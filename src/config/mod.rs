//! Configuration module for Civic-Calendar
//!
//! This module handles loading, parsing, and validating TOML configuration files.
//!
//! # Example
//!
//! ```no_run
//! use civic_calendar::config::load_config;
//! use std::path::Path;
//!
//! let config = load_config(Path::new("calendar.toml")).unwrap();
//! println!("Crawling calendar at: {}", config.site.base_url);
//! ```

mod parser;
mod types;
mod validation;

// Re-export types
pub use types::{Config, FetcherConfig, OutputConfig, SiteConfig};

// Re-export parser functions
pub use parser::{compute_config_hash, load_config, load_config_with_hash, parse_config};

++++

**EXERCISE**
Pull every line containing the word "types" out of the material.

**RESPONSE**
mod types;
// Re-export types
pub use types::{Config, FetcherConfig, OutputConfig, SiteConfig};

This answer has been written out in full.